Fernando Procópio sente a ausência de um tratamento mais respeitoso sobre as relações homoafetivas no meio do samba

Foto; Inayan Faustino

O samba de roda sempre foi considerado por muitos um meio dominado pelo machismo. De uns tempos para cá, as coisas mudaram e muitas mulheres se afirmam enquanto artistas e não só intérpretes, inclusive com grupos formados só por elas. Cantam e tocam qualquer instrumento onde quiserem, e ocupam cada vez mais espaços. É neste contexto que o sambista Fernando Procópio, de 34 anos, da nova geração, também tem contribuído para quebrar os preconceitos.

Cria do subúrbio do Rio de Janeiro, Procópio é de uma família tradicional do samba. Faz parte da 4ª geração ligada à Portela e ao Império Serrano, escolas famosas de Madureira. Desde o seu bisavô,  Lalau do Bandolim, contemporâneo de Pixinguinha, que a música pulsa nas veias dos seus de sangue. Conhecido entre os mais novos e os mais antigos das rodas cariocas, tem se destacado por gravar músicas politizadas que visam o respeito e a defesa da diversidade sexual e de gênero. Na Boca do Povo e Eu Vos Declaro são duas que viralizaram nas redes sociais. Agora está gravando o seu primeiro álbum e participou, como compositor, com o seu tio e seu pai do último disco do Zeca Pagodinho.

Na entrevista à Mídia Ninja, Procópio explica que se considera enquanto músico um cronista da sociedade, e nesse sentido sentiu a ausência de um tratamento mais respeitoso e afetuoso sobre as relações homoafetivas no meio do samba. Para ele, trata-se de uma iniciativa urgente e necessária devido ao machismo e conservadorismo que sempre prevaleceu no meio.
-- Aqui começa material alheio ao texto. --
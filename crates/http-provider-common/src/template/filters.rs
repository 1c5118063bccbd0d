//! Filters available to request templates
//!
//! `tojson` is built into minijinja. Everything else a request needs
//! (fallbacks, basic-auth encoding, header casing) is registered here.

use base64::{engine::general_purpose::STANDARD, Engine};
use minijinja::{Environment, Error, ErrorKind, Value};

/// Install every request filter into `env`
pub fn register(env: &mut Environment<'static>) {
    env.add_filter("default", fallback);
    env.add_filter("base64_encode", encode_base64);
    env.add_filter("base64_decode", decode_base64);
    env.add_filter("upper", |s: &str| s.to_uppercase());
    env.add_filter("lower", |s: &str| s.to_lowercase());
}

/// `${ response.body.token | default("") }`
///
/// Only undefined and null fall back; an empty string is a real value.
pub fn fallback(value: Value, or: Value) -> Value {
    match value.is_undefined() || value.is_none() {
        true => or,
        false => value,
    }
}

/// `${ secret.creds.basic | base64_encode }`
pub fn encode_base64(raw: &str) -> String {
    STANDARD.encode(raw)
}

/// Decode into UTF-8 text; binary payloads cannot be placed in a request
pub fn decode_base64(encoded: &str) -> Result<String, Error> {
    let bytes = STANDARD
        .decode(encoded.trim())
        .map_err(|e| Error::new(ErrorKind::InvalidOperation, format!("base64_decode: {e}")))?;
    String::from_utf8(bytes).map_err(|_| {
        Error::new(
            ErrorKind::InvalidOperation,
            "base64_decode: decoded bytes are not UTF-8 text",
        )
    })
}
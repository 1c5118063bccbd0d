//! Action mapper
//!
//! A mapping naming the action wins. Otherwise the first mapping without an
//! action whose method implies it (`POST` create, `GET` observe, `PUT`/`PATCH`
//! update, `DELETE` remove) is used.

use http_provider_common::crd::{Mapping, RequestAction};

use crate::error::ReconcileError;
use crate::model::ResourceSpec;

/// Resolve the mapping for `action`
///
/// # Errors
///
/// Returns [`ReconcileError::NoMapping`] when no mapping serves the action.
pub fn resolve(spec: &ResourceSpec, action: RequestAction) -> Result<&Mapping, ReconcileError> {
    spec.mappings
        .iter()
        .find(|m| m.action == Some(action))
        .or_else(|| {
            spec.mappings.iter().find(|m| {
                m.action.is_none() && RequestAction::implied_by_method(&m.method) == Some(action)
            })
        })
        .ok_or(ReconcileError::NoMapping(action))
}

#[cfg(test)]
mod tests {
    use super::*;
    use crate::testing::spec_with_mappings;

    fn mapping(action: Option<RequestAction>, method: &str, url: &str) -> Mapping {
        Mapping {
            action,
            method: method.to_string(),
            url: url.to_string(),
            ..Default::default()
        }
    }

    #[test]
    fn explicit_action_wins_over_method() {
        let spec = spec_with_mappings(vec![
            mapping(None, "POST", "https://implied"),
            mapping(Some(RequestAction::Create), "PUT", "https://explicit"),
        ]);
        let found = resolve(&spec, RequestAction::Create).expect("create mapping");
        assert_eq!(found.url, "https://explicit");
    }

    #[test]
    fn falls_back_to_method() {
        let spec = spec_with_mappings(vec![
            mapping(None, "get", "https://observe"),
            mapping(None, "PATCH", "https://update"),
            mapping(None, "DELETE", "https://remove"),
        ]);
        assert_eq!(
            resolve(&spec, RequestAction::Observe).expect("observe").url,
            "https://observe"
        );
        assert_eq!(
            resolve(&spec, RequestAction::Update).expect("update").url,
            "https://update"
        );
        assert_eq!(
            resolve(&spec, RequestAction::Remove).expect("remove").url,
            "https://remove"
        );
    }

    #[test]
    fn explicitly_bound_mapping_is_not_reused_by_method() {
        let spec = spec_with_mappings(vec![mapping(
            Some(RequestAction::Update),
            "POST",
            "https://update",
        )]);
        assert!(matches!(
            resolve(&spec, RequestAction::Create),
            Err(ReconcileError::NoMapping(RequestAction::Create))
        ));
    }

    #[test]
    fn missing_mapping_is_reported() {
        let spec = spec_with_mappings(vec![]);
        assert!(matches!(
            resolve(&spec, RequestAction::Observe),
            Err(ReconcileError::NoMapping(RequestAction::Observe))
        ));
    }
}
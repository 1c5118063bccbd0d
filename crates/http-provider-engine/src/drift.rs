//! Drift evaluator
//!
//! Classifies an observed response as removed, up to date, or drifted, and
//! decides whether a resource has ever been created.

use http_provider_common::crd::{HttpResponse, RequestAction};

use crate::model::{ResourceSpec, Status};
use crate::predicate::PredicateError;

/// Outcome of a successful Observe call
#[derive(Clone, Copy, Debug, PartialEq, Eq)]
pub enum Observation {
    /// The resource has not been created yet
    Absent,
    /// The resource existed and the removal check now fires
    Removed,
    /// The resource exists
    Present {
        /// Whether it matches the desired state
        up_to_date: bool,
    },
}

impl Observation {
    /// Whether the caller should run Create next
    pub fn needs_create(self) -> bool {
        matches!(self, Self::Absent | Self::Removed)
    }

    /// Whether the caller should run Update next
    pub fn needs_update(self) -> bool {
        matches!(self, Self::Present { up_to_date: false })
    }
}

/// Whether the resource has never been successfully created
///
/// True when no response was ever recorded, or when the last request was a
/// create that came back with an HTTP error status.
pub fn object_not_created(status: &Status) -> bool {
    if !status.has_response() {
        return true;
    }

    let last_was_create = match status.request_details.action {
        Some(action) => action == RequestAction::Create,
        None => status.request_details.method.eq_ignore_ascii_case("POST"),
    };
    last_was_create && status.response.is_http_error()
}

/// Run the removal check, then the up-to-date check
pub fn evaluate(spec: &ResourceSpec, response: &HttpResponse) -> Result<Observation, PredicateError> {
    if spec.is_removed_check.evaluate(response)? {
        return Ok(Observation::Removed);
    }
    let up_to_date = spec.expected_response_check.evaluate(response)?;
    Ok(Observation::Present { up_to_date })
}
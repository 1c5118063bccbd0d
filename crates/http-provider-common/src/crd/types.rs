//! Types shared by every HTTP provider resource kind
//!
//! The request-shaped kinds (`Request`, `NamespacedRequest`,
//! `DisposableRequest`) differ only in scope and in how their parameters are
//! laid out. Everything below is common to all three: mappings, response
//! checks, secret injection targets, and the persisted status record.

use std::collections::BTreeMap;
use std::fmt;

use schemars::JsonSchema;
use serde::{Deserialize, Serialize};

/// Header map: name to ordered list of values
pub type Headers = BTreeMap<String, Vec<String>>;

// =============================================================================
// Actions
// =============================================================================

/// Abstract action a mapping is bound to
#[derive(Clone, Copy, Debug, Deserialize, Serialize, JsonSchema, PartialEq, Eq, Hash)]
#[serde(rename_all = "SCREAMING_SNAKE_CASE")]
pub enum RequestAction {
    /// Create the external resource
    Create,
    /// Probe the external resource
    Observe,
    /// Bring the external resource up to date
    Update,
    /// Delete the external resource
    #[serde(alias = "DELETE")]
    Remove,
}

impl RequestAction {
    /// Whether this action changes the external resource
    pub fn is_mutating(self) -> bool {
        !matches!(self, Self::Observe)
    }

    /// Action implied by an HTTP method when a mapping names no action
    pub fn implied_by_method(method: &str) -> Option<Self> {
        match method.to_ascii_uppercase().as_str() {
            "POST" => Some(Self::Create),
            "GET" => Some(Self::Observe),
            "PUT" | "PATCH" => Some(Self::Update),
            "DELETE" => Some(Self::Remove),
            _ => None,
        }
    }
}

impl fmt::Display for RequestAction {
    fn fmt(&self, f: &mut fmt::Formatter<'_>) -> fmt::Result {
        match self {
            Self::Create => write!(f, "CREATE"),
            Self::Observe => write!(f, "OBSERVE"),
            Self::Update => write!(f, "UPDATE"),
            Self::Remove => write!(f, "REMOVE"),
        }
    }
}

// =============================================================================
// Request templates
// =============================================================================

/// One action's request template
///
/// `url`, `body`, and header values are templates rendered against the
/// payload, the cached response, and secret references.
#[derive(Clone, Debug, Default, Deserialize, Serialize, JsonSchema, PartialEq)]
#[serde(rename_all = "camelCase")]
pub struct Mapping {
    /// Action this mapping serves; inferred from the method when unset
    #[serde(default, skip_serializing_if = "Option::is_none")]
    pub action: Option<RequestAction>,

    /// HTTP method (GET, POST, PUT, PATCH, DELETE, ...)
    pub method: String,

    /// URL template
    pub url: String,

    /// Body template
    #[serde(default, skip_serializing_if = "Option::is_none")]
    pub body: Option<String>,

    /// Header templates, merged over the resource's default headers
    #[serde(default, skip_serializing_if = "BTreeMap::is_empty")]
    pub headers: Headers,
}

/// Static data made available to templates as `payload`
#[derive(Clone, Debug, Default, Deserialize, Serialize, JsonSchema, PartialEq)]
#[serde(rename_all = "camelCase")]
pub struct Payload {
    /// Base URL, available as `${ payload.baseUrl }`
    #[serde(default, skip_serializing_if = "Option::is_none")]
    pub base_url: Option<String>,

    /// Body, available as `${ payload.body }` (parsed when it is JSON)
    #[serde(default, skip_serializing_if = "Option::is_none")]
    pub body: Option<String>,
}

// =============================================================================
// Response checks
// =============================================================================

/// Declared response check, validated into a predicate before use
///
/// `type` is `DEFAULT`, `CUSTOM`, or empty (same as `DEFAULT`). Anything else
/// is rejected before a request is sent.
#[derive(Clone, Debug, Default, Deserialize, Serialize, JsonSchema, PartialEq)]
#[serde(rename_all = "camelCase")]
pub struct ResponseCheckSpec {
    /// Check kind
    #[serde(rename = "type", default)]
    pub check_type: String,

    /// Predicate expression, required for `CUSTOM`
    #[serde(default, skip_serializing_if = "Option::is_none")]
    pub logic: Option<String>,
}

// =============================================================================
// Secrets
// =============================================================================

/// Reference to a Kubernetes Secret
#[derive(Clone, Debug, Default, Deserialize, Serialize, JsonSchema, PartialEq, Eq, Hash)]
#[serde(rename_all = "camelCase")]
pub struct SecretRef {
    /// Secret name
    pub name: String,

    /// Secret namespace; defaults to the resource's namespace when it has one
    #[serde(default, skip_serializing_if = "Option::is_none")]
    pub namespace: Option<String>,
}

/// Copy one response field into a secret key
#[derive(Clone, Debug, Default, Deserialize, Serialize, JsonSchema, PartialEq)]
#[serde(rename_all = "camelCase")]
pub struct SecretInjectionConfig {
    /// Target secret
    pub secret_ref: SecretRef,

    /// Key within the secret to write
    pub secret_key: String,

    /// Path into the response context, e.g. `.body.token`
    pub response_path: String,
}

// =============================================================================
// Status
// =============================================================================

/// Response received from the external system
#[derive(Clone, Debug, Default, Deserialize, Serialize, JsonSchema, PartialEq)]
#[serde(rename_all = "camelCase")]
pub struct HttpResponse {
    /// HTTP status code; zero when nothing has been received
    #[serde(default)]
    pub status_code: u16,

    /// Raw body
    #[serde(default)]
    pub body: String,

    /// Response headers
    #[serde(default)]
    pub headers: Headers,
}

impl HttpResponse {
    /// Whether the status code is in the 2xx range
    pub fn is_success(&self) -> bool {
        (200..300).contains(&self.status_code)
    }

    /// Whether the status code is a 4xx or 5xx
    pub fn is_http_error(&self) -> bool {
        self.status_code >= 400
    }

    /// Body as JSON when it parses, otherwise the raw string
    pub fn parsed_body(&self) -> serde_json::Value {
        parse_json_or_string(&self.body)
    }
}

/// Parse a string as JSON, falling back to a JSON string of the input
pub fn parse_json_or_string(raw: &str) -> serde_json::Value {
    serde_json::from_str(raw).unwrap_or_else(|_| serde_json::Value::String(raw.to_string()))
}

/// Last response together with the time it was received
#[derive(Clone, Debug, Default, Deserialize, Serialize, JsonSchema, PartialEq)]
#[serde(rename_all = "camelCase")]
pub struct Cache {
    /// RFC 3339 timestamp of the cached response
    #[serde(default)]
    pub last_updated: String,

    /// Cached response
    #[serde(default)]
    pub response: HttpResponse,
}

/// Echo of the last request actually dispatched
#[derive(Clone, Debug, Default, Deserialize, Serialize, JsonSchema, PartialEq)]
#[serde(rename_all = "camelCase")]
pub struct RequestDetails {
    /// Action the request was sent for
    #[serde(default, skip_serializing_if = "Option::is_none")]
    pub action: Option<RequestAction>,

    /// HTTP method
    #[serde(default)]
    pub method: String,

    /// Rendered URL
    #[serde(default)]
    pub url: String,

    /// Rendered body
    #[serde(default)]
    pub body: String,

    /// Rendered headers
    #[serde(default)]
    pub headers: Headers,
}

/// Persisted status shared by all request kinds
#[derive(Clone, Debug, Default, Deserialize, Serialize, JsonSchema, PartialEq)]
#[serde(rename_all = "camelCase")]
pub struct RequestStatus {
    /// Most recent response
    #[serde(default)]
    pub response: HttpResponse,

    /// Most recent successfully received response and its timestamp
    #[serde(default)]
    pub cache: Cache,

    /// Consecutive failed reconciliations
    #[serde(default)]
    pub failed: i32,

    /// Last failure message, empty when clear
    #[serde(default)]
    pub error: String,

    /// Whether the last reconciliation found the resource up to date
    #[serde(default)]
    pub synced: bool,

    /// Last request dispatched
    #[serde(default)]
    pub request_details: RequestDetails,

    /// RFC 3339 timestamp of the last reconciliation
    #[serde(default, skip_serializing_if = "Option::is_none")]
    pub last_reconcile_time: Option<String>,
}

impl RequestStatus {
    /// Whether a response has ever been recorded
    pub fn has_response(&self) -> bool {
        self.response.status_code != 0
    }
}

#[cfg(test)]
mod tests {
    use super::*;

    #[test]
    fn action_names_round_trip_on_the_wire() {
        let action: RequestAction = serde_json::from_str("\"CREATE\"").unwrap();
        assert_eq!(action, RequestAction::Create);
        assert_eq!(
            serde_json::to_string(&RequestAction::Remove).unwrap(),
            "\"REMOVE\""
        );
    }

    #[test]
    fn delete_is_an_alias_of_remove() {
        let action: RequestAction = serde_json::from_str("\"DELETE\"").unwrap();
        assert_eq!(action, RequestAction::Remove);
    }

    #[test]
    fn methods_imply_actions_case_insensitively() {
        assert_eq!(RequestAction::implied_by_method("post"), Some(RequestAction::Create));
        assert_eq!(RequestAction::implied_by_method("GET"), Some(RequestAction::Observe));
        assert_eq!(RequestAction::implied_by_method("Put"), Some(RequestAction::Update));
        assert_eq!(RequestAction::implied_by_method("PATCH"), Some(RequestAction::Update));
        assert_eq!(RequestAction::implied_by_method("delete"), Some(RequestAction::Remove));
        assert_eq!(RequestAction::implied_by_method("HEAD"), None);
    }

    #[test]
    fn only_observe_is_non_mutating() {
        assert!(!RequestAction::Observe.is_mutating());
        assert!(RequestAction::Create.is_mutating());
        assert!(RequestAction::Update.is_mutating());
        assert!(RequestAction::Remove.is_mutating());
    }

    #[test]
    fn status_serializes_stable_field_names() {
        let status = RequestStatus {
            failed: 2,
            error: String::new(),
            last_reconcile_time: Some("2024-01-01T00:00:00Z".to_string()),
            ..Default::default()
        };
        let json = serde_json::to_value(&status).unwrap();
        assert_eq!(json["failed"], 2);
        assert_eq!(json["error"], "");
        assert_eq!(json["synced"], false);
        assert!(json["response"].get("statusCode").is_some());
        assert!(json["cache"].get("lastUpdated").is_some());
        assert!(json["requestDetails"].get("url").is_some());
        assert_eq!(json["lastReconcileTime"], "2024-01-01T00:00:00Z");
    }

    #[test]
    fn response_classification() {
        let ok = HttpResponse {
            status_code: 204,
            ..Default::default()
        };
        assert!(ok.is_success());
        assert!(!ok.is_http_error());

        let missing = HttpResponse {
            status_code: 404,
            ..Default::default()
        };
        assert!(!missing.is_success());
        assert!(missing.is_http_error());

        let redirect = HttpResponse {
            status_code: 302,
            ..Default::default()
        };
        assert!(!redirect.is_success());
        assert!(!redirect.is_http_error());
    }

    #[test]
    fn parsed_body_falls_back_to_string() {
        let json = HttpResponse {
            body: r#"{"id":"42"}"#.to_string(),
            ..Default::default()
        };
        assert_eq!(json.parsed_body()["id"], "42");

        let text = HttpResponse {
            body: "plain text".to_string(),
            ..Default::default()
        };
        assert_eq!(text.parsed_body(), serde_json::json!("plain text"));
    }

    #[test]
    fn empty_status_has_no_response() {
        assert!(!RequestStatus::default().has_response());
    }
}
Fala também sobre a qualidade e potencial da nova geração do samba, sobre política e as perspectivas e expectativas em relação ao mercado nos próximos anos.  

Como você vê uma transição geracional no samba e as possíveis mudanças nas narrativas e estéticas?

Vejo como um processo natural de construção e reconstrução, porque o samba surgiu há mais de cem anos e sempre foi se renovando com novos personagens, perspectivas e hoje talvez seja a mesma coisa com a gente. Apesar de sermos uma nova geração, temos criado a nossa caminhada junto com aquilo que ouvimos. Não vejo muita mudança em termos de estética, acho que a última grande foi com o Fundo de Quintal na inserção de instrumentos musicais como o tantan, repique de mão, a maneira de se tocar o pandeiro, o banjo do Almir Guineto, etc. O que vemos hoje é uma mudança de linguagem. Como o samba é muito tradicional e pautado na hierarquia, de trazer dos mais antigos para dentro da nossa música como algo cultural, de repente num dado momento histórico deixamos de acompanhar o nosso momento social. Tento acompanhá-lo, entendo o compositor como cronista da sociedade. Toda vez que componho, não mudo a estética do que já era feito e sim a linguagem com novas abordagens e temas. Falamos de coisas que o samba não falava.

Foto: Inayan Faustino

Mas além da musicalidade, você vê alguma alteração dos comportamentos, vestimentas e outras características?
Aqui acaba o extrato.